Since life can be stressful and many people don’t wish to act in anti-survival or anti-self-ideal ways, neck pain remains rampant in our society. The solution is making effective mind-body therapies widely available to the general public.
By Bruce R. King, D.C.
1. Orthopedic Clinics of North America, vol. 36, issue 3,July 2005, pp. 255–62.
2. Retrieved April 15, 2012, from http://www.webmd.com/pain-management/guide/neck-shoulder.
3. Journal of Rheumatology 18(12), December 1991, pp. 1884–89.
4. Retrieved April 15, 2012, from http://www.mayoclinic.com/health/neck-pain/DS00542/DSECTION=causes.

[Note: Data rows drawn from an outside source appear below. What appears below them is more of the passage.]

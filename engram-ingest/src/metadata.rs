//! Session metadata and tool-call lifting from transcript deltas.
//!
//! Deltas are JSONL host transcripts. Both extractors are pure functions
//! over the raw delta; malformed lines are skipped.

use std::collections::HashMap;

use chrono::{DateTime, Utc};
use serde_json::Value;

use engram_core::constants::TOOL_RESULT_MAX_CHARS;
use engram_core::models::ToolCall;

/// Session-level metadata found in a delta. Fields stay `None` when the
/// delta never mentions them; the last occurrence wins otherwise.
#[derive(Debug, Clone, Default, PartialEq, Eq)]
pub struct SessionMetadata {
    pub git_branch: Option<String>,
    pub cwd: Option<String>,
    pub host_version: Option<String>,
    pub thinking_level: Option<String>,
}

/// Lift session metadata out of a delta.
pub fn extract_metadata(delta: &str) -> SessionMetadata {
    let mut meta = SessionMetadata::default();
    for line in parsed_lines(delta) {
        if let Some(s) = line.get("gitBranch").and_then(Value::as_str) {
            meta.git_branch = Some(s.to_string());
        }
        if let Some(s) = line.get("cwd").and_then(Value::as_str) {
            meta.cwd = Some(s.to_string());
        }
        if let Some(s) = line.get("version").and_then(Value::as_str) {
            meta.host_version = Some(s.to_string());
        }
        if let Some(s) = line
            .get("thinkingLevel")
            .and_then(Value::as_str)
            .or_else(|| line.pointer("/thinking/level").and_then(Value::as_str))
        {
            meta.thinking_level = Some(s.to_string());
        }
    }
    meta
}

/// Lift tool invocations out of a delta, pairing each `tool_use` content
/// block with the `tool_result` block answering it.
pub fn extract_tool_calls(delta: &str) -> Vec<ToolCall> {
    let mut calls: Vec<ToolCall> = Vec::new();
    let mut index_by_use_id: HashMap<String, usize> = HashMap::new();

    for line in parsed_lines(delta) {
        let timestamp = line
            .get("timestamp")
            .and_then(Value::as_str)
            .and_then(parse_timestamp);

        let Some(content) = line
            .pointer("/message/content")
            .and_then(Value::as_array)
        else {
            continue;
        };

        for block in content {
            match block.get("type").and_then(Value::as_str) {
                Some("tool_use") => {
                    let Some(name) = block.get("name").and_then(Value::as_str) else {
                        continue;
                    };
                    if let Some(id) = block.get("id").and_then(Value::as_str) {
                        index_by_use_id.insert(id.to_string(), calls.len());
                    }
                    calls.push(ToolCall {
                        tool_name: name.to_string(),
                        tool_input: block.get("input").cloned().unwrap_or(Value::Null),
                        tool_result: None,
                        is_error: false,
                        timestamp,
                    });
                }
                Some("tool_result") => {
                    let Some(idx) = block
                        .get("tool_use_id")
                        .and_then(Value::as_str)
                        .and_then(|id| index_by_use_id.get(id).copied())
                    else {
                        continue;
                    };
                    calls[idx].tool_result =
                        block.get("content").map(|c| truncate(&result_text(c)));
                    calls[idx].is_error = block
                        .get("is_error")
                        .and_then(Value::as_bool)
                        .unwrap_or(false);
                }
                _ => {}
            }
        }
    }
    calls
}

fn parsed_lines(delta: &str) -> impl Iterator<Item = Value> + '_ {
    delta
        .lines()
        .map(str::trim)
        .filter(|line| !line.is_empty())
        .filter_map(|line| serde_json::from_str::<Value>(line).ok())
}

fn parse_timestamp(s: &str) -> Option<DateTime<Utc>> {
    DateTime::parse_from_rfc3339(s)
        .ok()
        .map(|t| t.with_timezone(&Utc))
}

/// Flatten a tool_result content value to text: strings pass through, text
/// blocks concatenate, anything else serializes.
fn result_text(content: &Value) -> String {
    match content {
        Value::String(s) => s.clone(),
        Value::Array(blocks) => blocks
            .iter()
            .filter_map(|b| b.get("text").and_then(Value::as_str))
            .collect::<Vec<_>>()
            .join("\n"),
        other => other.to_string(),
    }
}

fn truncate(s: &str) -> String {
    s.chars().take(TOOL_RESULT_MAX_CHARS).collect()
}

#[cfg(test)]
mod tests {
    use super::*;

    const DELTA: &str = r#"
{"type":"user","cwd":"/home/dev/project","gitBranch":"main","version":"2.1.0","message":{"content":[{"type":"text","text":"run the tests"}]},"timestamp":"2026-07-01T10:00:00Z"}
{"type":"assistant","message":{"content":[{"type":"tool_use","id":"toolu_1","name":"Bash","input":{"command":"cargo test"}}]},"timestamp":"2026-07-01T10:00:05Z"}
{"type":"user","message":{"content":[{"type":"tool_result","tool_use_id":"toolu_1","content":"all tests passed","is_error":false}]},"timestamp":"2026-07-01T10:00:09Z"}
not json at all
{"type":"user","gitBranch":"feature/recall","message":{"content":[]}}
"#;

    #[test]
    fn metadata_takes_the_last_occurrence() {
        let meta = extract_metadata(DELTA);
        assert_eq!(meta.git_branch.as_deref(), Some("feature/recall"));
        assert_eq!(meta.cwd.as_deref(), Some("/home/dev/project"));
        assert_eq!(meta.host_version.as_deref(), Some("2.1.0"));
        assert_eq!(meta.thinking_level, None);
    }

    #[test]
    fn tool_calls_pair_use_with_result() {
        let calls = extract_tool_calls(DELTA);
        assert_eq!(calls.len(), 1);
        assert_eq!(calls[0].tool_name, "Bash");
        assert_eq!(calls[0].tool_input["command"], "cargo test");
        assert_eq!(calls[0].tool_result.as_deref(), Some("all tests passed"));
        assert!(!calls[0].is_error);
        assert!(calls[0].timestamp.is_some());
    }

    #[test]
    fn long_results_truncate_to_the_cap() {
        let long = "x".repeat(2000);
        let delta = format!(
            concat!(
                r#"{{"message":{{"content":[{{"type":"tool_use","id":"t1","name":"Read","input":{{}}}}]}}}}"#,
                "\n",
                r#"{{"message":{{"content":[{{"type":"tool_result","tool_use_id":"t1","content":"{}"}}]}}}}"#,
            ),
            long
        );
        let calls = extract_tool_calls(&delta);
        assert_eq!(calls[0].tool_result.as_ref().unwrap().len(), 500);
    }

    #[test]
    fn error_results_are_flagged() {
        let delta = concat!(
            r#"{"message":{"content":[{"type":"tool_use","id":"t1","name":"Bash","input":{"command":"false"}}]}}"#,
            "\n",
            r#"{"message":{"content":[{"type":"tool_result","tool_use_id":"t1","content":"exit 1","is_error":true}]}}"#,
        );
        let calls = extract_tool_calls(delta);
        assert!(calls[0].is_error);
    }

    #[test]
    fn block_array_results_flatten_text() {
        let delta = concat!(
            r#"{"message":{"content":[{"type":"tool_use","id":"t1","name":"Read","input":{}}]}}"#,
            "\n",
            r#"{"message":{"content":[{"type":"tool_result","tool_use_id":"t1","content":[{"type":"text","text":"line one"},{"type":"text","text":"line two"}]}]}}"#,
        );
        let calls = extract_tool_calls(delta);
        assert_eq!(calls[0].tool_result.as_deref(), Some("line one\nline two"));
    }

    #[test]
    fn empty_delta_yields_defaults() {
        assert_eq!(extract_metadata(""), SessionMetadata::default());
        assert!(extract_tool_calls("").is_empty());
    }
}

5. Spine, 28(2), January 15, 2003, pp. 129–33.
6. Retrieved April 15, 2012, from http://www.amazon.com/Muscle-Pain-Understanding-Diagnosis-Treatment/dp/0683059289 (see editorial review of book at this web address).
7. Siegfried Mense and Robert D. Gerwin,
Muscle Pain: Understanding Its Nature, Diagnosis and Treatment (Philadelphia, PA) :Lippincott Williams & Wilkins, 2000), p. 54.
8. Retrieved April 15, 2012, from http://www.majidali.com/the_oxygen_view_of_pain.htm.
9. Neurologija 38(3), 1989, pp. 213–21.
10. John Sarno, M.D., The Mindbody Prescription: Healing the Body, Healing the Pain (New York, NY : Warner Books, 1999) p. 18.